I suspect you got a air leak from that bad gasket and it is affecting the works. If we get a crack in a plastic drain trap for a Lennox it won't drain properly and can air lock. Same with other brands.


----------



## Erico (Oct 24, 2016)

yuri said:


> I doubt it has anything to do with flue temp as high efficiency furnaces have a plastic exhaust pipe which goes thru a warm area. If it had a intake from outside and it was VERY cold like where I am then yeah the air is denser at very cold temps and could affect the combustion/draft. Not a very common issue and it gets to -40F/-40C where I am and we burn that cold air.
> 
> I suspect you got a air leak from that bad gasket and it is affecting the works. If we get a crack in a plastic drain trap for a Lennox it won't drain properly and can air lock. Same with other brands.


Thanks! Definitely going to replace the gasket. 

Re: the rtv caulk. Is that the red high temp caulk? I think I've picked that stuff up at homer's in the past?


----------



## beenthere (Oct 11, 2008)

Check to see if the pressure switches have a small pin hole in the port the tube/hose connects too. If so, make sure it is not covered. It helps prevent moisture from building in the switch or hose.

Often, routing the hoses to prevent that gully in it, stops the moisture build up.


----------



## yuri (Nov 29, 2008)

RTV caulk can be black or red. The auto stuff is high temp and black and HVAC stuff seems to be always red.

Permatex makes it in Canada, not sure if they are American too.

I like to put it on the metal of the furnace too as sometimes it gets pitted or eaten away.


----------



## Erico (Oct 24, 2016)

yuri said:


> RTV caulk can be black or red. The auto stuff is high temp and black and HVAC stuff seems to be always red.
> 
> Permatex makes it in Canada, not sure if they are American too.
> 
> I like to put it on the metal of the furnace too as sometimes it gets pitted or eaten away.



Will this do? Thanks!

http://www.homedepot.com/p/J-B-Weld...-Sealant-31314/205685476?keyword=043425313140


----------



## yuri (Nov 29, 2008)

Looks good as it does oven doors and exhaust manifolds.


----------



## Erico (Oct 24, 2016)

yuri said:


> If you don't have a proper gasket it can suck air in there and cause the pressure switch to trip. May also affect the drainage.
> 
> I would get the proper gasket PLUS put a bit of red RTV silicone on the gasket when you install it. Helps it stick in place and makes a better seal. I would not try just silicone only.
> 
> Let the silicone cure for a couple hours B4 starting it.


Getting ready to install this gasket with RTV silicone.

Do you think I should use silicone on both sides of gasket? 

The gasket has a sticky surface on one side.

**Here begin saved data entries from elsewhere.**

//! Ocula core — ocular alignment diagnostics from iris and face landmarks.
//!
//! A session consumes one frame of normalized landmarks at a time and
//! returns overlay primitives for the renderer together with running
//! diagnostics: iris size, canthus-to-iris distances in millimetres,
//! deltas against a one-shot baseline, and threshold-crossing counters.
//!
//! The crate does no I/O. Landmark detection, scheduling and rasterization
//! belong to the host.

pub mod baseline;
pub mod error;
pub mod geometry;
pub mod landmarks;
pub mod options;
pub mod overlay;
pub mod processor;
pub mod smoothing;
pub mod state;

pub use baseline::{Baseline, DeltaReport, WarningCounters};
pub use error::ProcessError;
pub use geometry::DepthEstimator;
pub use landmarks::{Canthi, EyeLandmarks, ImageSize, IrisLandmarks, LandmarkPoint};
pub use options::{Color, OverlayOptions, SessionOptions, TextLocation};
pub use overlay::RenderPrimitive;
pub use processor::{Frame, FrameOutput, FrameProcessor, IrisSession};
pub use state::{FilterState, FrameDiagnostics};

/// Average adult iris diameter, used as the physical ruler.
pub const IRIS_DIAMETER_MM: f32 = 11.8;

/// Scale applied to the nasal-minus-temporal shift when forming a delta.
pub const DELTA_ADJUST_MM: f32 = 4.0;

/// A delta strictly above this counts as a misalignment warning.
pub const STRABISMUS_THRESHOLD_MM: f32 = 6.0;

/// Weight given to each new observation by the smoothing filters.
pub const EMA_WEIGHT: f32 = 0.1;
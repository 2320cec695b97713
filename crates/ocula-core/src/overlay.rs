//! Render primitives for the iris overlay and the diagnostic text block.

use serde::Serialize;

use crate::landmarks::{Canthi, EyeLandmarks, ImageSize, LandmarkPoint};
use crate::options::{Color, OverlayOptions, TextLocation};
use crate::smoothing::Axes;
use crate::state::FrameDiagnostics;
use crate::{DELTA_ADJUST_MM, IRIS_DIAMETER_MM, STRABISMUS_THRESHOLD_MM};

/// Scene tag attached to iris ovals.
pub const OVAL_SCENE_TAG: &str = "OVAL";

/// Line height as a multiple of the font height.
const FONT_HEIGHT_SCALE: f32 = 1.5;

/// Axis-aligned rectangle in normalized coordinates.
#[derive(Debug, Clone, Copy, PartialEq, Serialize)]
pub struct NormalizedRect {
    pub left: f32,
    pub top: f32,
    pub right: f32,
    pub bottom: f32,
}

#[derive(Debug, Clone, Copy, PartialEq, Serialize)]
pub struct Style {
    pub color: Color,
    pub thickness: f32,
}

/// A line of text anchored in pixel coordinates.
#[derive(Debug, Clone, PartialEq, Serialize)]
pub struct TextLabel {
    pub display_text: String,
    pub font_height: u32,
    pub left: i32,
    pub baseline: i32,
    pub font_face: i32,
}

/// One drawable item handed to the renderer.
#[derive(Debug, Clone, PartialEq, Serialize)]
#[serde(tag = "kind", rename_all = "snake_case")]
pub enum RenderPrimitive {
    Oval {
        scene_tag: &'static str,
        rect: NormalizedRect,
        style: Style,
    },
    Point {
        point: LandmarkPoint,
        style: Style,
    },
    Text {
        label: TextLabel,
        style: Style,
    },
}

impl RenderPrimitive {
    /// Display string of a text primitive.
    pub fn text(&self) -> Option<&str> {
        match self {
            Self::Text { label, .. } => Some(&label.display_text),
            _ => None,
        }
    }
}

/// Accumulates geometry primitives and text lines for one frame.
pub struct OverlayBuilder<'a> {
    options: &'a OverlayOptions,
    image_size: ImageSize,
    primitives: Vec<RenderPrimitive>,
    lines: Vec<String>,
}

impl<'a> OverlayBuilder<'a> {
    pub fn new(options: &'a OverlayOptions, image_size: ImageSize) -> Self {
        Self {
            options,
            image_size,
            primitives: Vec::with_capacity(16),
            lines: Vec::new(),
        }
    }

    fn landmark_style(&self) -> Style {
        Style {
            color: self.options.landmark_color,
            thickness: self.options.landmark_thickness,
        }
    }

    fn push_point(&mut self, point: LandmarkPoint) {
        let style = self.landmark_style();
        self.primitives.push(RenderPrimitive::Point { point, style });
    }

    /// Oval around the iris plus its five landmark points.
    pub fn add_iris(&mut self, eye: &EyeLandmarks, diameter_px: f32) {
        let radius = diameter_px / 2.0;
        let rx = radius / self.image_size.width as f32;
        let ry = radius / self.image_size.height as f32;
        let c = eye.center;
        self.primitives.push(RenderPrimitive::Oval {
            scene_tag: OVAL_SCENE_TAG,
            rect: NormalizedRect {
                left: c.x - rx,
                top: c.y - ry,
                right: c.x + rx,
                bottom: c.y + ry,
            },
            style: Style {
                color: self.options.oval_color,
                thickness: self.options.oval_thickness,
            },
        });
        for point in eye.points() {
            self.push_point(point);
        }
    }

    /// The four eye-corner points.
    pub fn add_canthi(&mut self, canthi: &Canthi) {
        for point in canthi.overlay_points() {
            self.push_point(point);
        }
    }

    /// `Left : N cm` / `Right : N cm`, skipping absent or infinite depths.
    pub fn add_depth_lines(&mut self, left_mm: Option<f32>, right_mm: Option<f32>) {
        for (side, depth) in [("Left", left_mm), ("Right", right_mm)] {
            if let Some(mm) = depth.filter(|d| !d.is_infinite()) {
                self.lines.push(format!("{side} : {:.0} cm", (mm / 10.0).round()));
            }
        }
    }

    pub fn add_diagnostic_lines(&mut self, diag: &FrameDiagnostics) {
        self.lines.extend(diagnostic_lines(diag));
    }

    pub fn lines(&self) -> &[String] {
        &self.lines
    }

    /// Lay out the text block and return every primitive in draw order.
    pub fn finish(mut self) -> Vec<RenderPrimitive> {
        let text = layout_text(&self.lines, self.image_size, self.options);
        self.primitives.extend(text);
        self.primitives
    }
}

/// Turn text lines into anchored text primitives.
pub fn layout_text(lines: &[String], image_size: ImageSize, options: &OverlayOptions) -> Vec<RenderPrimitive> {
    let line_height = (options.font_height_px as f32 * FONT_HEIGHT_SCALE).ceil() as i32;
    let mut first_baseline = options.vertical_offset_px;
    match options.location {
        TextLocation::TopLeft => first_baseline = first_baseline.saturating_add(line_height),
        TextLocation::BottomLeft => {
            let block = line_height.saturating_mul(lines.len() as i32);
            first_baseline = first_baseline.saturating_add((image_size.height as i32).saturating_sub(block));
        }
        TextLocation::Other => {}
    }

    let style = Style {
        color: options.text_color,
        thickness: options.text_thickness,
    };
    lines
        .iter()
        .enumerate()
        .map(|(i, line)| RenderPrimitive::Text {
            label: TextLabel {
                display_text: line.clone(),
                font_height: options.font_height_px,
                left: options.horizontal_offset_px,
                baseline: first_baseline.saturating_add((i as i32).saturating_mul(line_height)),
                font_face: options.font_face,
            },
            style,
        })
        .collect()
}

// ── Text formatting ───────────────────────────────────────────────────────────

fn fmt_mm(a: &Axes<f32>) -> String {
    format!("d{:5.1}, x{:5.1}, y{:5.1}", a.combined, a.x, a.y)
}

fn fmt_delta(a: Option<&Axes<f32>>) -> String {
    match a {
        Some(a) => format!("{} mm", fmt_mm(a)),
        None => "--".to_string(),
    }
}

fn fmt_count(a: &Axes<u64>) -> String {
    format!("d{}, x{}, y{}", a.combined, a.x, a.y)
}

/// The diagnostic text block: left eye, right eye, then aggregates.
pub fn diagnostic_lines(diag: &FrameDiagnostics) -> Vec<String> {
    let mut lines = Vec::with_capacity(16);
    let sides = [
        (
            "left",
            diag.iris_size_mm.left,
            &diag.distances.left,
            diag.deltas.as_ref().map(|d| &d.left),
            &diag.warnings.left,
        ),
        (
            "right",
            diag.iris_size_mm.right,
            &diag.distances.right,
            diag.deltas.as_ref().map(|d| &d.right),
            &diag.warnings.right,
        ),
    ];
    for (side, iris_mm, dist, delta, count) in sides {
        lines.push(format!("{side} iris size : {iris_mm:5.1} mm"));
        lines.push(format!("{side} ab : {} mm", fmt_mm(&dist.width)));
        lines.push(format!("{side} tb : {} mm", fmt_mm(&dist.temporal)));
        lines.push(format!("{side} nb : {} mm", fmt_mm(&dist.nasal)));
        lines.push(format!("{side} delta : {}", fmt_delta(delta)));
        lines.push(format!("{side} count : {}", fmt_count(count)));
    }

    // Rescaled through the same iris ratio as the distances.
    let iris_mm = diag.iris_size_px * (IRIS_DIAMETER_MM / diag.iris_size_px);
    lines.push(format!("iris  : {iris_mm:5.1} mm"));
    lines.push(format!(
        "delta : {}",
        fmt_delta(diag.deltas.as_ref().map(|d| &d.cross))
    ));
    lines.push(format!("count : {}", fmt_count(&diag.warnings.cross)));
    lines.push(format!(
        "const : iris {IRIS_DIAMETER_MM:5.1}, calc {DELTA_ADJUST_MM:5.1}, delta {STRABISMUS_THRESHOLD_MM:5.1} mm"
    ));
    lines
}
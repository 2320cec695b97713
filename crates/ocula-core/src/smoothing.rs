//! Exponential smoothing of iris size and eye-geometry distances.
//!
//! Distances are measured between the two canthi and the iris center of each
//! eye, then rescaled by `IRIS_DIAMETER_MM / smoothed_iris_px` so that every
//! smoothed value is already in millimetre-equivalent units.

use serde::{Deserialize, Serialize};

use crate::landmarks::{EyeCorners, ImageSize, LandmarkPoint};
use crate::{EMA_WEIGHT, IRIS_DIAMETER_MM};

/// Exponential moving average over `f32` observations.
///
/// Starts unset. The first finite observation is taken verbatim; later ones
/// are blended in with [`EMA_WEIGHT`]. Non-finite observations are ignored,
/// so a set average is always finite.
#[derive(Debug, Clone, Copy, Default, PartialEq, Serialize, Deserialize)]
#[serde(transparent)]
pub struct Ema(Option<f32>);

impl Ema {
    pub const fn unset() -> Self {
        Self(None)
    }

    pub fn value(&self) -> Option<f32> {
        self.0
    }

    pub fn is_set(&self) -> bool {
        self.0.is_some()
    }

    /// Fold in one observation and return the current average (if any).
    pub fn update(&mut self, raw: f32) -> Option<f32> {
        if !raw.is_finite() {
            return self.0;
        }
        let next = match self.0 {
            Some(prev) if prev.is_finite() => prev * (1.0 - EMA_WEIGHT) + raw * EMA_WEIGHT,
            _ => raw,
        };
        self.0 = Some(next);
        self.0
    }
}

/// A distance decomposed into its horizontal, vertical and combined forms.
#[derive(Debug, Clone, Copy, Default, PartialEq, Eq, Serialize, Deserialize)]
pub struct Axes<T> {
    pub x: T,
    pub y: T,
    pub combined: T,
}

impl<T> Axes<T> {
    pub fn map<U>(self, mut f: impl FnMut(T) -> U) -> Axes<U> {
        Axes {
            x: f(self.x),
            y: f(self.y),
            combined: f(self.combined),
        }
    }

    pub fn zip<U>(self, other: Axes<U>) -> Axes<(T, U)> {
        Axes {
            x: (self.x, other.x),
            y: (self.y, other.y),
            combined: (self.combined, other.combined),
        }
    }
}

impl<T> Axes<Option<T>> {
    /// `Some` only when all three forms are present.
    pub fn transpose(self) -> Option<Axes<T>> {
        Some(Axes {
            x: self.x?,
            y: self.y?,
            combined: self.combined?,
        })
    }
}

/// The three eye distances tracked per eye.
#[derive(Debug, Clone, Copy, Default, PartialEq, Serialize, Deserialize)]
pub struct EyeDistances<T> {
    /// Eye width: outer canthus to inner canthus ("a").
    pub width: Axes<T>,
    /// Outer canthus to iris center ("t").
    pub temporal: Axes<T>,
    /// Inner canthus to iris center ("n").
    pub nasal: Axes<T>,
}

impl<T> EyeDistances<T> {
    pub fn map<U>(self, mut f: impl FnMut(T) -> U) -> EyeDistances<U> {
        EyeDistances {
            width: self.width.map(&mut f),
            temporal: self.temporal.map(&mut f),
            nasal: self.nasal.map(&mut f),
        }
    }

    pub fn zip<U>(self, other: EyeDistances<U>) -> EyeDistances<(T, U)> {
        EyeDistances {
            width: self.width.zip(other.width),
            temporal: self.temporal.zip(other.temporal),
            nasal: self.nasal.zip(other.nasal),
        }
    }
}

impl<T> EyeDistances<Option<T>> {
    pub fn transpose(self) -> Option<EyeDistances<T>> {
        Some(EyeDistances {
            width: self.width.transpose()?,
            temporal: self.temporal.transpose()?,
            nasal: self.nasal.transpose()?,
        })
    }
}

/// A left/right pair.
#[derive(Debug, Clone, Copy, Default, PartialEq, Serialize, Deserialize)]
pub struct PerEye<T> {
    pub left: T,
    pub right: T,
}

impl<T> PerEye<T> {
    pub fn map<U>(self, mut f: impl FnMut(T) -> U) -> PerEye<U> {
        PerEye {
            left: f(self.left),
            right: f(self.right),
        }
    }
}

/// Per-axis pixel-to-millimetre factors derived from the smoothed iris size.
#[derive(Debug, Clone, Copy, PartialEq)]
pub struct MmScale {
    /// Millimetres per unit of normalized x.
    pub x: f32,
    /// Millimetres per unit of normalized y.
    pub y: f32,
}

impl MmScale {
    /// Scale for an image where the iris spans `iris_px` pixels.
    pub fn from_iris(iris_px: f32, size: ImageSize) -> Self {
        let ratio = IRIS_DIAMETER_MM / iris_px;
        Self {
            x: size.width as f32 * ratio,
            y: size.height as f32 * ratio,
        }
    }

    /// Distance between two landmarks, in millimetres.
    pub fn measure(&self, a: LandmarkPoint, b: LandmarkPoint) -> Axes<f32> {
        let x = (a.x - b.x).abs() * self.x;
        let y = (a.y - b.y).abs() * self.y;
        Axes {
            x,
            y,
            combined: (x * x + y * y).sqrt(),
        }
    }
}

/// Raw (unsmoothed) distances for one eye.
pub fn measure_eye(corners: EyeCorners, iris_center: LandmarkPoint, scale: MmScale) -> EyeDistances<f32> {
    EyeDistances {
        width: scale.measure(corners.outer, corners.inner),
        temporal: scale.measure(corners.outer, iris_center),
        nasal: scale.measure(corners.inner, iris_center),
    }
}

/// Smoothed state of the eighteen distance measurements.
pub type DistanceFilter = PerEye<EyeDistances<Ema>>;

/// Fold one frame of raw distances into the filter.
pub fn update_distances(filter: &mut DistanceFilter, raw: &PerEye<EyeDistances<f32>>) {
    update_eye(&mut filter.left, &raw.left);
    update_eye(&mut filter.right, &raw.right);
}

fn update_eye(filter: &mut EyeDistances<Ema>, raw: &EyeDistances<f32>) {
    update_axes(&mut filter.width, &raw.width);
    update_axes(&mut filter.temporal, &raw.temporal);
    update_axes(&mut filter.nasal, &raw.nasal);
}

fn update_axes(filter: &mut Axes<Ema>, raw: &Axes<f32>) {
    filter.x.update(raw.x);
    filter.y.update(raw.y);
    filter.combined.update(raw.combined);
}

/// Current smoothed distances, if every one of the eighteen averages is set.
pub fn current_distances(filter: &DistanceFilter) -> Option<PerEye<EyeDistances<f32>>> {
    Some(PerEye {
        left: filter.left.map(|e| e.value()).transpose()?,
        right: filter.right.map(|e| e.value()).transpose()?,
    })
}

The plan is a small bead on the plastic cover, adhere the gasket to cover with sticky side, another small bead on furnace side of gasket , then bolt on.


----------



## supers05 (May 23, 2015)

Erico said:


> Getting ready to install this gasket with RTV silicone.
> 
> Do you think I should use silicone on both sides of gasket?
> 
> ...


If you have the proper gasket, you need just a dap of silicone if the sticky side doesn't stick. The gasket will seal. 

Cheers!


----------



## bcmcphearson (28 d ago)

I know this is old but so far this is the only post I have found about this problem. Did any of these solutions resolve the problem. I too have one with a recurring issue at a customers house. Thanks!


----------